Disease Overview: NF1-Associated Plexiform Neurofibromas
NF1 is a hereditary tumor predisposition syndrome. PN are benign nerve sheath tumors that may cause pain, functional impairment, and disfigurement. Targeted therapies offer non-surgical options for inoperable tumors.
Treatment Summary
- Drug Name: mirdametinib (Gomekli)
- Company: SpringWorks Therapeutics, Inc.
- Approval Date: February 11, 2025
- Indication: Symptomatic, inoperable NF1-associated PN (≥2 years old)

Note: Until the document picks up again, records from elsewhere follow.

//! Session state container.

use std::sync::Arc;

use tokio::sync::{Mutex, RwLock, watch};
use tokio_util::sync::CancellationToken;

use crate::error::{LocketError, Result};
use crate::session::api::AuthApi;
use crate::session::model::{SessionState, SessionStatus};
use crate::session::repository::TokenRepository;
use crate::user::{LoginData, RegisterData, UpdateProfileData, User};

/// Single source of truth for "who is logged in".
///
/// `SessionStore` is responsible for:
/// - Restoring session state from persisted storage at startup
/// - Running the register/login/logout round trips
/// - Keeping the persisted token in sync with the in-memory session
/// - Publishing committed user changes to downstream consumers
///
/// Constructed once at process start and shared by `Arc`; all state
/// mutation happens under the internal lock, so concurrent operations stay
/// race-free. Repeated `register` calls supersede each other: the older
/// call's network request is aborted and its continuation skips all state
/// mutation, resolving as a silent no-op.
pub struct SessionStore {
    /// Backend the auth round trips run against
    api: Arc<dyn AuthApi>,
    /// Persistent storage backend for the session token
    tokens: Arc<dyn TokenRepository>,
    state: RwLock<SessionState>,
    /// Publishes the committed user on every change; the profile store
    /// reconciles off this channel
    user_tx: watch::Sender<Option<User>>,
    /// Cancellation handle of the in-flight register call, if any
    register_guard: Mutex<Option<CancellationToken>>,
}

/// The two authentication round trips share one code path; only the
/// endpoint differs.
enum AuthRequest {
    Register(RegisterData),
    Login(LoginData),
}

impl SessionStore {
    /// Creates a new `SessionStore` in the `Bootstrapping` state.
    ///
    /// # Arguments
    ///
    /// * `api` - The backend the auth operations run against
    /// * `tokens` - The repository backend for token persistence
    pub fn new(api: Arc<dyn AuthApi>, tokens: Arc<dyn TokenRepository>) -> Self {
        let (user_tx, _) = watch::channel(None);
        Self {
            api,
            tokens,
            state: RwLock::new(SessionState::default()),
            user_tx,
            register_guard: Mutex::new(None),
        }
    }

    /// Returns a cloned snapshot of the current session state.
    pub async fn state(&self) -> SessionState {
        self.state.read().await.clone()
    }

    /// Returns the current lifecycle status.
    pub async fn status(&self) -> SessionStatus {
        self.state.read().await.status
    }

    /// Returns the authenticated identity, `None` while unauthenticated.
    pub async fn user(&self) -> Option<User> {
        self.state.read().await.user.clone()
    }

    /// Returns the normalized message of the last surfaced failure.
    pub async fn last_error(&self) -> Option<String> {
        self.state.read().await.last_error.clone()
    }

    /// Subscribes to committed user changes.
    ///
    /// The receiver always holds the committed value; a notification is
    /// only sent once the corresponding state update is in place, so
    /// subscribers never observe a torn session.
    pub fn subscribe_user(&self) -> watch::Receiver<Option<User>> {
        self.user_tx.subscribe()
    }

    /// Restores session state from persisted storage.
    ///
    /// Invoked once at process start. Resolves `status` to `Authenticated`
    /// (stored token present and the profile fetch succeeded) or
    /// `Unauthenticated` (no token, or the fetch failed); never fails.
    /// A token whose profile fetch failed stays in storage untouched.
    pub async fn bootstrap(&self) {
        let token = match self.tokens.load().await {
            Ok(token) => token,
            Err(err) => {
                tracing::warn!("Failed to read persisted token: {}", err);
                None
            }
        };

        let Some(token) = token else {
            self.commit(|state| {
                state.token = None;
                state.user = None;
                state.status = SessionStatus::Unauthenticated;
            })
            .await;
            return;
        };

        match self.api.fetch_profile(&token).await {
            Ok(user) => {
                self.commit(move |state| {
                    state.token = Some(token);
                    state.user = Some(user);
                    state.status = SessionStatus::Authenticated;
                    state.last_error = None;
                })
                .await;
            }
            Err(err) => {
                tracing::warn!("Failed to restore session: {}", err);
                self.commit(move |state| {
                    state.token = Some(token);
                    state.user = None;
                    state.status = SessionStatus::Unauthenticated;
                })
                .await;
            }
        }
    }

    /// Registers a new account and establishes a session.
    ///
    /// Supersedes any still-outstanding prior `register` call: the earlier
    /// call's request is aborted and its result discarded, not surfaced as
    /// an error. On success the returned token is persisted and the
    /// canonical profile fetched; on failure `status` becomes `Error`,
    /// `last_error` is set and the error is re-raised.
    pub async fn register(&self, data: RegisterData) -> Result<()> {
        let cancel = {
            let mut guard = self.register_guard.lock().await;
            if let Some(previous) = guard.take() {
                tracing::debug!("Superseding in-flight register request");
                previous.cancel();
            }
            let token = CancellationToken::new();
            *guard = Some(token.clone());
            token
        };

        self.authenticate(AuthRequest::Register(data), Some(cancel))
            .await
    }

    /// Authenticates existing credentials and establishes a session.
    pub async fn login(&self, data: LoginData) -> Result<()> {
        self.authenticate(AuthRequest::Login(data), None).await
    }

    /// Ends the session.
    ///
    /// The server round trip is best-effort: a failure is logged, never
    /// surfaced. The persisted token and in-memory user are cleared
    /// unconditionally, so logout is always effective locally.
    pub async fn logout(&self) {
        let token = self.state.read().await.token.clone();
        if let Some(token) = token {
            if let Err(err) = self.api.logout(&token).await {
                tracing::warn!("Logout request failed: {}", err);
            }
        }

        if let Err(err) = self.tokens.clear().await {
            tracing::warn!("Failed to clear persisted token: {}", err);
        }

        self.commit(|state| {
            state.token = None;
            state.user = None;
            state.status = SessionStatus::Unauthenticated;
            state.last_error = None;
        })
        .await;
    }

    /// Pushes a partial profile update to the backend.
    ///
    /// On success the canonical profile is re-fetched and committed as the
    /// session user; on failure `last_error` is set and the error
    /// re-raised, leaving `status` untouched.
    pub async fn update_user_profile(&self, data: UpdateProfileData) -> Result<()> {
        let token = self.state.read().await.token.clone();
        let Some(token) = token else {
            return self.report(LocketError::NotAuthenticated).await;
        };

        if let Err(err) = self.api.update_profile(&token, &data).await {
            return self.report(err).await;
        }

        match self.api.fetch_profile(&token).await {
            Ok(user) => {
                self.commit(move |state| {
                    state.user = Some(user);
                    state.status = SessionStatus::Authenticated;
                    state.last_error = None;
                })
                .await;
                Ok(())
            }
            Err(err) => self.report(err).await,
        }
    }

    /// Shared register/login path.
    ///
    /// With a cancellation token present, every suspension point is
    /// followed by a supersession check: a superseded continuation must
    /// not clobber newer state, so it returns `Ok(())` without mutating
    /// anything.
    async fn authenticate(
        &self,
        request: AuthRequest,
        cancel: Option<CancellationToken>,
    ) -> Result<()> {
        self.commit(|state| {
            state.status = SessionStatus::Authenticating;
        })
        .await;

        let send = async {
            match &request {
                AuthRequest::Register(data) => self.api.signup(data).await,
                AuthRequest::Login(data) => self.api.login(data).await,
            }
        };
        let response = match cancel {
            Some(ref token) => tokio::select! {
                _ = token.cancelled() => return Ok(()),
                response = send => response,
            },
            None => send.await,
        };
        if Self::superseded(&cancel) {
            return Ok(());
        }

        let response = match response {
            Ok(response) => response,
            Err(err) => return self.fail(err).await,
        };

        if let Err(err) = self.tokens.save(&response.token).await {
            if Self::superseded(&cancel) {
                return Ok(());
            }
            return self.fail(err).await;
        }
        if Self::superseded(&cancel) {
            return Ok(());
        }

        let user = match self.api.fetch_profile(&response.token).await {
            Ok(user) => user,
            Err(err) => {
                if Self::superseded(&cancel) {
                    return Ok(());
                }
                return self.fail(err).await;
            }
        };
        if Self::superseded(&cancel) {
            return Ok(());
        }

        self.commit(move |state| {
            state.token = Some(response.token);
            state.user = Some(user);
            state.status = SessionStatus::Authenticated;
            state.last_error = None;
        })
        .await;
        Ok(())
    }

    fn superseded(cancel: &Option<CancellationToken>) -> bool {
        cancel.as_ref().is_some_and(|token| token.is_cancelled())
    }

    /// Marks the in-flight operation failed and re-raises.
    async fn fail(&self, err: LocketError) -> Result<()> {
        let message = err.to_string();
        self.commit(move |state| {
            state.status = SessionStatus::Error;
            state.last_error = Some(message);
        })
        .await;
        Err(err)
    }

    /// Records a surfaced failure without touching `status`.
    async fn report(&self, err: LocketError) -> Result<()> {
        let message = err.to_string();
        self.commit(move |state| {
            state.last_error = Some(message);
        })
        .await;
        Err(err)
    }

    /// Applies a state update and publishes the committed user.
    ///
    /// The watch channel is written while the state lock is held, so a
    /// notification can never race past the commit it belongs to.
    async fn commit<F>(&self, f: F)
    where
        F: FnOnce(&mut SessionState),
    {
        let mut state = self.state.write().await;
        f(&mut state);
        let user = state.user.clone();
        self.user_tx.send_if_modified(|current| {
            if *current != user {
                *current = user;
                true
            } else {
                false
            }
        });
    }
}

- Mechanism of Action: MEK inhibitor
- Pivotal Trial: ReNeu (NCT03962543)
- Key Efficacy:
- Adults: ORR 41% (95% CI: 29–55)
- Pediatrics: ORR 52% (95% CI: 38–65)
Patient-Friendly Summary
Gomekli blocks tumor growth signals, shrinking inoperable plexiform neurofibromas and providing a new oral treatment option.
M&A Information
- Subsidiary: Not applicable (SpringWorks in-house development)
- Acquisition Date: Not applicable
- Development Stage at Acquisition: Not applicable
- Investor Information: Public Investors (NASDAQ: SWTX)
Source
This approval information is based on data from Drugs@FDA (U.S. FDA) and AACR releases.